• [About this exercise]:
Please reproduce verbatim the lines below, from the first through the one with "pub(crate) mod watcher;".

• [Given records]:
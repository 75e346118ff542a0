//! Portal access: the HTTP client and the slot model.

pub(crate) mod client;
pub(crate) mod slot;

pub(crate) use client::{PortalClient, SlotSource};
pub(crate) use slot::Slot;
//! The poll loop and its availability window.

pub(crate) mod watcher;
pub(crate) mod window;

pub(crate) use watcher::Watcher;
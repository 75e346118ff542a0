mod status;

pub(crate) use status::{error_line, Reporter};
//! Console reporting: colored status lines that cooperate with the
//! searching spinner.

use std::time::Duration;

use indicatif::{ProgressBar, ProgressStyle};

const GREEN: &str = "\x1b[1;32m";
const RED: &str = "\x1b[1;31m";
const RESET: &str = "\x1b[0m";

/// Print a red diagnostic to stderr.
pub(crate) fn error_line(line: &str, use_color: bool) {
    eprintln!("{}", paint(line, RED, use_color));
}

fn paint(line: &str, color: &str, use_color: bool) -> String {
    if use_color {
        format!("{color}{line}{RESET}")
    } else {
        line.to_string()
    }
}

pub(crate) struct Reporter {
    use_color: bool,
    spinner: Option<ProgressBar>,
}

impl Reporter {
    pub(crate) fn new(use_color: bool) -> Self {
        Reporter {
            use_color,
            spinner: None,
        }
    }

    /// Show the searching spinner. Stays hidden when stderr is not a
    /// terminal, so logs and pipes never see tick characters.
    pub(crate) fn start_searching(&mut self) {
        let spinner = ProgressBar::new_spinner();
        if let Ok(style) = ProgressStyle::with_template("{spinner} {msg}") {
            spinner.set_style(style);
        }
        spinner.set_message("Searching for slots...");
        spinner.enable_steady_tick(Duration::from_millis(120));
        self.spinner = Some(spinner);
    }

    pub(crate) fn stop(&mut self) {
        if let Some(spinner) = self.spinner.take() {
            spinner.finish_and_clear();
        }
    }

    /// Green headline, also used for the final summary.
    pub(crate) fn banner(&self, line: &str) {
        self.print_stdout(line, GREEN);
    }

    pub(crate) fn added(&self, line: &str) {
        self.print_stdout(line, GREEN);
    }

    pub(crate) fn removed(&self, line: &str) {
        self.print_stdout(line, RED);
    }

    /// Diagnostics go to stderr so piped stdout stays clean.
    pub(crate) fn problem(&self, line: &str) {
        let text = paint(line, RED, self.use_color);
        self.suspended(|| eprintln!("{text}"));
    }

    fn print_stdout(&self, line: &str, color: &str) {
        let text = paint(line, color, self.use_color);
        self.suspended(|| println!("{text}"));
    }

    fn suspended(&self, print: impl FnOnce()) {
        match &self.spinner {
            Some(spinner) => spinner.suspend(print),
            None => print(),
        }
    }
}
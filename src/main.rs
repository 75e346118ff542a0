mod app;
mod cli;
mod config;
mod consts;
mod error;
mod notify;
mod output;
mod portal;
mod watch;

use clap::Parser;

use cli::Args;

fn main() {
    let args = Args::parse();

    if let Err(err) = app::run(&args) {
        output::error_line(&err.to_string(), args.use_color());
        std::process::exit(err.exit_code());
    }
}
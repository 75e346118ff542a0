use std::time::Duration;

/// Production portal serving the slot calendar.
pub(crate) const PORTAL_URL: &str = "https://projects.intra.42.fr";

/// Environment variable overriding the portal base URL.
pub(crate) const PORTAL_URL_ENV: &str = "SLOTWATCH_PORTAL_URL";

/// Name of the intra session cookie that carries the token.
pub(crate) const SESSION_COOKIE: &str = "_intra_42_session_production";

/// Slot timestamps as served by the portal: "2026-08-25T13:30:00"
pub(crate) const SLOT_TIME_FORMAT: &str = "%Y-%m-%dT%H:%M:%S";

/// Date format for the start/end query parameters: "2026-08-25"
pub(crate) const QUERY_DATE_FORMAT: &str = "%Y-%m-%d";

/// Timestamp prefix on console event lines.
pub(crate) const EVENT_TIME_FORMAT: &str = "%Y-%m-%d %H:%M:%S";

/// Seconds between polls unless --interval says otherwise.
pub(crate) const DEFAULT_INTERVAL_SECS: u64 = 10;

/// Hard cap on a single HTTP round trip.
pub(crate) const HTTP_TIMEOUT: Duration = Duration::from_secs(10);

/// Portal base URL, honoring the environment override.
pub(crate) fn portal_base_url() -> String {
    std::env::var(PORTAL_URL_ENV).unwrap_or_else(|_| PORTAL_URL.to_string())
}
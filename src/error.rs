use thiserror::Error;

/// Something the user handed us cannot be worked with.
#[derive(Debug, Error)]
pub(crate) enum InputError {
    #[error("The {field} must not be empty")]
    Empty { field: &'static str },

    #[error("Invalid number of days \"{input}\" (expected a positive integer)")]
    InvalidDays { input: String },

    #[error("Could not read input: {0}")]
    Io(#[from] std::io::Error),
}

/// The portal answered, but the slot list could not be decoded.
#[derive(Debug, Error)]
pub(crate) enum SlotParseError {
    #[error("Could not decode the slot list: {0}")]
    Json(#[from] serde_json::Error),

    #[error("Invalid slot timestamp \"{input}\"")]
    Timestamp { input: String },
}

/// A poll against the portal failed.
#[derive(Debug, Error)]
pub(crate) enum PortalError {
    #[error("Could not get slots (Project not found)")]
    ProjectNotFound,

    #[error("Could not get slots (Invalid session token)")]
    InvalidToken,

    #[error("Could not get slots (HTTP {status})")]
    Status { status: u16 },

    #[error("Could not reach the portal: {0}")]
    Network(#[from] Box<ureq::Error>),

    #[error(transparent)]
    Parse(#[from] SlotParseError),
}

#[derive(Debug, Error)]
pub(crate) enum AppError {
    #[error("{0}")]
    Input(#[from] InputError),

    #[error("{0}")]
    Portal(#[from] PortalError),
}

impl AppError {
    /// Process exit code: 2 for bad input (matching clap's usage errors),
    /// 1 for portal failures.
    pub(crate) fn exit_code(&self) -> i32 {
        match self {
            AppError::Input(_) => 2,
            AppError::Portal(_) => 1,
        }
    }
}
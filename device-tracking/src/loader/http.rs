//! HTTP module source.
//!
//! Fetches module code over HTTP(S) with `reqwest` and hands the bytes to a
//! [`ModuleLinker`], which turns them into a [`RemoteValue`]. The linker is
//! where an embedding application plugs in whatever can actually run the
//! downloaded code.

use std::sync::Arc;

use tracing::debug;

use super::module::{BoxFuture, ModuleSource, RemoteValue, SourceError};

/// Turns downloaded module code into a loadable value.
pub trait ModuleLinker: Send + Sync {
    /// Instantiate the code fetched from `url`.
    ///
    /// # Arguments
    ///
    /// * `url` - The URL the code was downloaded from
    /// * `code` - The response body, unmodified
    ///
    /// # Returns
    ///
    /// The value the code evaluates to, or an instantiation error.
    fn link(&self, url: &str, code: Vec<u8>) -> Result<RemoteValue, SourceError>;
}

/// Module source that downloads code with an async `reqwest` client.
pub struct HttpModuleSource {
    client: reqwest::Client,
    linker: Arc<dyn ModuleLinker>,
}

impl HttpModuleSource {
    /// Creates a source with a default client.
    ///
    /// No client-side timeout is set; the loader bounds every load.
    ///
    /// # Arguments
    ///
    /// * `linker` - Turns downloaded code into a module value
    ///
    /// # Returns
    ///
    /// The source, or an error if the HTTP client could not be built.
    pub fn new(linker: Arc<dyn ModuleLinker>) -> Result<Self, SourceError> {
        let client = reqwest::Client::builder()
            .build()
            .map_err(|e| format!("Failed to create HTTP client: {}", e))?;

        Ok(Self { client, linker })
    }

    /// Creates a source around an existing client.
    ///
    /// # Arguments
    ///
    /// * `client` - Preconfigured client (proxy, TLS roots, headers)
    /// * `linker` - Turns downloaded code into a module value
    pub fn with_client(client: reqwest::Client, linker: Arc<dyn ModuleLinker>) -> Self {
        Self { client, linker }
    }

    async fn fetch(&self, url: &str) -> Result<Vec<u8>, SourceError> {
        let response = self
            .client
            .get(url)
            .send()
            .await
            .map_err(|e| format!("Request failed: {}", e))?;

        if !response.status().is_success() {
            return Err(format!("HTTP {} from {}", response.status(), url).into());
        }

        let body = response
            .bytes()
            .await
            .map_err(|e| format!("Failed to read response: {}", e))?;

        debug!(url = %url, bytes = body.len(), "Fetched device module code");
        Ok(body.to_vec())
    }
}

impl ModuleSource for HttpModuleSource {
    fn load<'a>(&'a self, url: &'a str) -> BoxFuture<'a, Result<RemoteValue, SourceError>> {
        Box::pin(async move {
            let code = self.fetch(url).await?;
            self.linker.link(url, code)
        })
    }
}

#[cfg(test)]
mod tests {
    use super::*;
    use std::sync::Mutex;

    use serde_json::json;
    use tokio::io::{AsyncReadExt, AsyncWriteExt};
    use tokio::net::TcpListener;

    /// Linker that parses the body as JSON data and records what it saw.
    #[derive(Default)]
    struct JsonLinker {
        seen: Mutex<Vec<(String, Vec<u8>)>>,
    }

    impl ModuleLinker for JsonLinker {
        fn link(&self, url: &str, code: Vec<u8>) -> Result<RemoteValue, SourceError> {
            self.seen.lock().unwrap().push((url.to_string(), code.clone()));
            let value = serde_json::from_slice(&code)?;
            Ok(RemoteValue::Value(value))
        }
    }

    /// Serve one canned HTTP response on a local port.
    async fn serve_once(status: &'static str, body: &'static str) -> String {
        let listener = TcpListener::bind("127.0.0.1:0").await.unwrap();
        let addr = listener.local_addr().unwrap();

        tokio::spawn(async move {
            let (mut socket, _) = listener.accept().await.unwrap();
            let mut request = [0u8; 1024];
            let _ = socket.read(&mut request).await;
            let response = format!(
                "HTTP/1.1 {}\r\nContent-Length: {}\r\nConnection: close\r\n\r\n{}",
                status,
                body.len(),
                body
            );
            socket.write_all(response.as_bytes()).await.unwrap();
            socket.shutdown().await.unwrap();
        });

        format!("http://{}/js/device-module.js", addr)
    }

    /// Source that talks to the local test server directly.
    fn local_source(linker: Arc<dyn ModuleLinker>) -> HttpModuleSource {
        let client = reqwest::Client::builder().no_proxy().build().unwrap();
        HttpModuleSource::with_client(client, linker)
    }

    #[test]
    fn test_new_builds_default_client() {
        assert!(HttpModuleSource::new(Arc::new(JsonLinker::default())).is_ok());
    }

    #[tokio::test]
    async fn test_fetches_and_links_module_code() {
        let url = serve_once("200 OK", r#"{"version":1}"#).await;
        let linker = Arc::new(JsonLinker::default());
        let source = local_source(linker.clone());

        let value = source.load(&url).await.unwrap();

        match value {
            RemoteValue::Value(data) => assert_eq!(data, json!({ "version": 1 })),
            other => panic!("unexpected value: {:?}", other),
        }
        let seen = linker.seen.lock().unwrap();
        assert_eq!(seen.len(), 1);
        assert_eq!(seen[0].0, url);
    }

    #[tokio::test]
    async fn test_http_error_status_fails() {
        let url = serve_once("404 Not Found", "missing").await;
        let linker = Arc::new(JsonLinker::default());
        let source = local_source(linker.clone());

        let err = source.load(&url).await.unwrap_err();

        assert!(err.to_string().contains("HTTP 404"), "got: {}", err);
        assert!(linker.seen.lock().unwrap().is_empty());
    }

    #[tokio::test]
    async fn test_connection_refused_fails() {
        let listener = TcpListener::bind("127.0.0.1:0").await.unwrap();
        let addr = listener.local_addr().unwrap();
        drop(listener);

        let source = local_source(Arc::new(JsonLinker::default()));
        let err = source
            .load(&format!("http://{}/js/device-module.js", addr))
            .await
            .unwrap_err();

        assert!(err.to_string().starts_with("Request failed"), "got: {}", err);
    }

    #[tokio::test]
    async fn test_linker_errors_propagate() {
        let url = serve_once("200 OK", "export function trackDevice() {}").await;
        let source = local_source(Arc::new(JsonLinker::default()));

        assert!(source.load(&url).await.is_err());
    }
}
//! Device tracking façade.
//!
//! [`DeviceTrackingClient`] is the single entry point callers use:
//!
//! ```text
//! options ──► validate ──► ModuleLoader::get_module(host) ──► trackDevice(options)
//!                                                                  │
//! TrackResult ◄── check trackingToken ◄────────────────────────────┘
//! ```
//!
//! Validation failures and malformed results are the only errors built here.
//! Loader and remote errors reach the caller unchanged.

use std::sync::Arc;

use serde::Serialize;
use serde_json::Value;
use thiserror::Error;
use tracing::debug;

use crate::config::TrackingConfig;
use crate::loader::{LoadError, ModuleLoader, ModuleSource, RemoteError};
use crate::options::{TrackDeviceOptions, ValidationError};

/// Successful tracking outcome.
#[derive(Debug, Clone, PartialEq, Eq, Serialize)]
#[serde(rename_all = "camelCase")]
pub struct TrackResult {
    /// Opaque token identifying the tracked device. Never empty.
    pub tracking_token: String,
}

/// Errors returned by [`DeviceTrackingClient::track_device`].
#[derive(Debug, Error)]
pub enum TrackError {
    /// The options were rejected before any network activity.
    #[error(transparent)]
    Validation(#[from] ValidationError),

    /// The module could not be loaded. Every caller waiting on the same load
    /// receives the same `Arc`.
    #[error(transparent)]
    Load(Arc<LoadError>),

    /// The remote `trackDevice` call failed.
    #[error(transparent)]
    Remote(RemoteError),

    /// The remote call succeeded but returned no usable token.
    #[error(
        "Device tracking module returned an invalid result: trackingToken is missing or not a string"
    )]
    InvalidResult,
}

/// Client that validates options, loads the tracking module and runs it.
pub struct DeviceTrackingClient {
    loader: ModuleLoader,
}

impl DeviceTrackingClient {
    /// Create a client with default loader settings.
    pub fn new(source: Arc<dyn ModuleSource>) -> Self {
        Self::from_loader(ModuleLoader::new(source))
    }

    /// Create a client with custom loader settings.
    pub fn with_config(source: Arc<dyn ModuleSource>, config: TrackingConfig) -> Self {
        Self::from_loader(ModuleLoader::with_config(source, config))
    }

    /// Create a client around an existing loader.
    pub fn from_loader(loader: ModuleLoader) -> Self {
        Self { loader }
    }

    /// The module loader, for cache inspection and reset.
    pub fn loader(&self) -> &ModuleLoader {
        &self.loader
    }

    /// Load the tracking module and collect a device fingerprint.
    ///
    /// The module is loaded once per host and cached. A failed load is not
    /// cached, so the next call retries it.
    ///
    /// # Errors
    ///
    /// - [`TrackError::Validation`] if the options break a rule
    /// - [`TrackError::Load`] if the module fails to load, times out or has
    ///   the wrong shape
    /// - [`TrackError::Remote`] if the module's `trackDevice` fails
    /// - [`TrackError::InvalidResult`] if no non-empty `trackingToken` came back
    pub async fn track_device(&self, options: TrackDeviceOptions) -> Result<TrackResult, TrackError> {
        options.validate()?;
        self.run(options).await
    }

    /// Like [`track_device`](Self::track_device), for options given as
    /// untyped JSON.
    pub async fn track_device_json(&self, options: &Value) -> Result<TrackResult, TrackError> {
        let options = TrackDeviceOptions::from_json(options)?;
        self.run(options).await
    }

    async fn run(&self, options: TrackDeviceOptions) -> Result<TrackResult, TrackError> {
        let module = self
            .loader
            .get_module(options.host())
            .await
            .map_err(TrackError::Load)?;

        debug!(
            account_id = options.account_id,
            url = %module.url(),
            "Running device tracking"
        );

        let result = module
            .track_device(&options)
            .await
            .map_err(TrackError::Remote)?;

        extract_token(&result)
    }
}

fn extract_token(result: &Value) -> Result<TrackResult, TrackError> {
    match result.get("trackingToken") {
        Some(Value::String(token)) if !token.is_empty() => Ok(TrackResult {
            tracking_token: token.clone(),
        }),
        _ => Err(TrackError::InvalidResult),
    }
}

#[cfg(test)]
mod tests {
    use super::*;
    use std::error::Error as _;

    use serde_json::json;

    use crate::loader::{LoadState, MockSource, MockTracker, TrackerFailure};

    fn client_with(tracker: Arc<MockTracker>) -> (DeviceTrackingClient, Arc<MockSource>) {
        let source = MockSource::tracking(tracker);
        (DeviceTrackingClient::new(source.clone()), source)
    }

    #[tokio::test]
    async fn test_returns_token() {
        let tracker = MockTracker::ok(json!({ "trackingToken": "abc123" }));
        let (client, _) = client_with(tracker.clone());

        let result = client.track_device(TrackDeviceOptions::new(123)).await.unwrap();

        assert_eq!(result.tracking_token, "abc123");
        assert_eq!(tracker.calls(), 1);
    }

    #[tokio::test]
    async fn test_passes_full_options_to_module() {
        let tracker = MockTracker::ok(json!({ "trackingToken": "t" }));
        let (client, source) = client_with(tracker.clone());
        let options = TrackDeviceOptions::new(42)
            .with_host("tracking.example.com")
            .with_disable_webgl_hash(true);

        client.track_device(options.clone()).await.unwrap();

        assert_eq!(tracker.last_options(), Some(options));
        assert_eq!(
            source.urls(),
            vec!["https://tracking.example.com/js/device-module.js".to_string()]
        );
    }

    #[tokio::test]
    async fn test_validation_happens_before_loading() {
        let tracker = MockTracker::ok(json!({ "trackingToken": "t" }));
        let (client, source) = client_with(tracker.clone());

        let err = client
            .track_device(TrackDeviceOptions::new(1).with_host("bad..host"))
            .await
            .unwrap_err();

        assert!(matches!(err, TrackError::Validation(ValidationError::InvalidHost)));
        assert_eq!(source.loads(), 0);
        assert_eq!(tracker.calls(), 0);
    }

    #[tokio::test]
    async fn test_json_options() {
        let tracker = MockTracker::ok(json!({ "trackingToken": "from-json" }));
        let (client, _) = client_with(tracker.clone());

        let result = client
            .track_device_json(&json!({ "accountId": 7, "disableWebglHash": false }))
            .await
            .unwrap();

        assert_eq!(result.tracking_token, "from-json");
        assert_eq!(
            tracker.last_options(),
            Some(TrackDeviceOptions::new(7).with_disable_webgl_hash(false))
        );
    }

    #[tokio::test]
    async fn test_json_validation_messages() {
        let (client, source) = client_with(MockTracker::ok(json!({ "trackingToken": "t" })));

        let cases = [
            (json!(null), "options must be an object"),
            (
                json!({ "accountId": "123" }),
                "accountId must be a positive integer, received: \"123\" (string)",
            ),
            (json!({ "accountId": 1, "host": "" }), "host must be a non-empty string"),
            (
                json!({ "accountId": 1, "disableWebglHash": "yes" }),
                "disableWebglHash must be a boolean",
            ),
        ];

        for (options, message) in cases {
            let err = client.track_device_json(&options).await.unwrap_err();
            assert_eq!(err.to_string(), message);
        }
        assert_eq!(source.loads(), 0);
    }

    #[tokio::test]
    async fn test_invalid_results() {
        for response in [
            json!({}),
            json!({ "trackingToken": "" }),
            json!({ "trackingToken": 12345 }),
            json!({ "trackingToken": null }),
            json!(null),
            json!("token"),
        ] {
            let (client, _) = client_with(MockTracker::ok(response.clone()));

            let err = client.track_device(TrackDeviceOptions::new(1)).await.unwrap_err();

            assert!(matches!(err, TrackError::InvalidResult), "response: {}", response);
            assert_eq!(
                err.to_string(),
                "Device tracking module returned an invalid result: trackingToken is missing or not a string"
            );
        }
    }

    #[tokio::test]
    async fn test_invalid_result_keeps_module_cached() {
        let (client, source) = client_with(MockTracker::ok(json!({ "trackingToken": "" })));

        assert!(client.track_device(TrackDeviceOptions::new(1)).await.is_err());
        assert!(client.track_device(TrackDeviceOptions::new(1)).await.is_err());

        assert_eq!(source.loads(), 1);
        assert_eq!(client.loader().load_state(None), LoadState::Loaded);
    }

    #[tokio::test]
    async fn test_remote_error_passes_through() {
        let (client, _) = client_with(MockTracker::failing(503));

        let err = client.track_device(TrackDeviceOptions::new(1)).await.unwrap_err();

        let TrackError::Remote(remote) = &err else {
            panic!("expected remote error, got {:?}", err);
        };
        let failure = remote.downcast_ref::<TrackerFailure>().unwrap();
        assert_eq!(failure.code, 503);
        assert_eq!(remote.to_string(), "tracker failed with code 503");
    }

    #[tokio::test]
    async fn test_load_error_passes_through() {
        let source = MockSource::failing("dns failure");
        let client = DeviceTrackingClient::new(source.clone());

        let err = client.track_device(TrackDeviceOptions::new(1)).await.unwrap_err();

        let TrackError::Load(load) = &err else {
            panic!("expected load error, got {:?}", err);
        };
        assert!(matches!(**load, LoadError::Fetch { .. }));
        assert_eq!(err.to_string(), load.to_string());
        assert_eq!(err.source().unwrap().to_string(), "dns failure");
    }

    #[test]
    fn test_result_serializes_camel_case() {
        let result = TrackResult {
            tracking_token: "abc".to_string(),
        };
        assert_eq!(
            serde_json::to_value(&result).unwrap(),
            json!({ "trackingToken": "abc" })
        );
    }
}
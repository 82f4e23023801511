//! Logging setup.
//!
//! Library code only emits `tracing` events. Applications that have no
//! subscriber of their own can call [`init_logging`] once at startup:
//!
//! ```ignore
//! use device_tracking::logging::{init_logging, LogConfig};
//!
//! let _guard = init_logging(&LogConfig::default())?;
//! tracing::info!("ready");
//! ```
//!
//! `RUST_LOG` overrides the configured level.

use std::io;
use std::path::{Path, PathBuf};

use thiserror::Error;
use tracing_appender::non_blocking::WorkerGuard;
use tracing_subscriber::layer::SubscriberExt;
use tracing_subscriber::util::SubscriberInitExt;
use tracing_subscriber::{fmt, EnvFilter};

/// Default log level filter.
pub const DEFAULT_LOG_LEVEL: &str = "info";

/// Logging settings.
#[derive(Debug, Clone, PartialEq, Eq)]
pub struct LogConfig {
    /// Filter directives, e.g. `info` or `device_tracking=debug`.
    pub level: String,

    /// Also write plain-text logs to this file.
    pub file: Option<PathBuf>,
}

impl Default for LogConfig {
    fn default() -> Self {
        Self {
            level: DEFAULT_LOG_LEVEL.to_string(),
            file: None,
        }
    }
}

/// Errors that can occur while installing the subscriber.
#[derive(Debug, Error)]
pub enum LoggingError {
    /// The level directives could not be parsed.
    #[error("Invalid log filter '{filter}': {source}")]
    InvalidFilter {
        filter: String,
        #[source]
        source: tracing_subscriber::filter::ParseError,
    },

    /// The log file path does not name a file.
    #[error("Log file path {0} has no file name")]
    InvalidFilePath(PathBuf),

    /// The log directory could not be created.
    #[error("Failed to create log directory {path}: {source}")]
    CreateDir {
        path: PathBuf,
        #[source]
        source: io::Error,
    },

    /// Another global subscriber is already installed.
    #[error("A global tracing subscriber is already installed")]
    AlreadyInitialized,
}

/// Install a global subscriber writing to stderr and, optionally, a file.
///
/// Returns the file writer's guard when a file is configured; keep it alive
/// for as long as logs should be flushed.
pub fn init_logging(config: &LogConfig) -> Result<Option<WorkerGuard>, LoggingError> {
    let filter = EnvFilter::try_from_default_env().or_else(|_| level_filter(&config.level))?;

    let stderr_layer = fmt::layer().with_writer(io::stderr).with_target(true);

    let (file_layer, guard) = match &config.file {
        Some(path) => {
            let (dir, name) = split_log_path(path)?;
            std::fs::create_dir_all(dir).map_err(|source| LoggingError::CreateDir {
                path: dir.to_path_buf(),
                source,
            })?;
            let appender = tracing_appender::rolling::never(dir, name);
            let (writer, guard) = tracing_appender::non_blocking(appender);
            let layer = fmt::layer().with_writer(writer).with_ansi(false);
            (Some(layer), Some(guard))
        }
        None => (None, None),
    };

    tracing_subscriber::registry()
        .with(filter)
        .with(stderr_layer)
        .with(file_layer)
        .try_init()
        .map_err(|_| LoggingError::AlreadyInitialized)?;

    Ok(guard)
}

/// Parse level directives without consulting the environment.
fn level_filter(level: &str) -> Result<EnvFilter, LoggingError> {
    EnvFilter::try_new(level).map_err(|source| LoggingError::InvalidFilter {
        filter: level.to_string(),
        source,
    })
}

fn split_log_path(path: &Path) -> Result<(&Path, &std::ffi::OsStr), LoggingError> {
    let name = path
        .file_name()
        .ok_or_else(|| LoggingError::InvalidFilePath(path.to_path_buf()))?;
    let dir = match path.parent() {
        Some(dir) if !dir.as_os_str().is_empty() => dir,
        _ => Path::new("."),
    };
    Ok((dir, name))
}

• [Exercise solution]:
repository 75e346118ff542a0
//! Portal access: the HTTP client and the slot model.

pub(crate) mod client;
pub(crate) mod slot;

pub(crate) use client::{PortalClient, SlotSource};
pub(crate) use slot::Slot;
//! The poll loop and its availability window.

pub(crate) mod watcher;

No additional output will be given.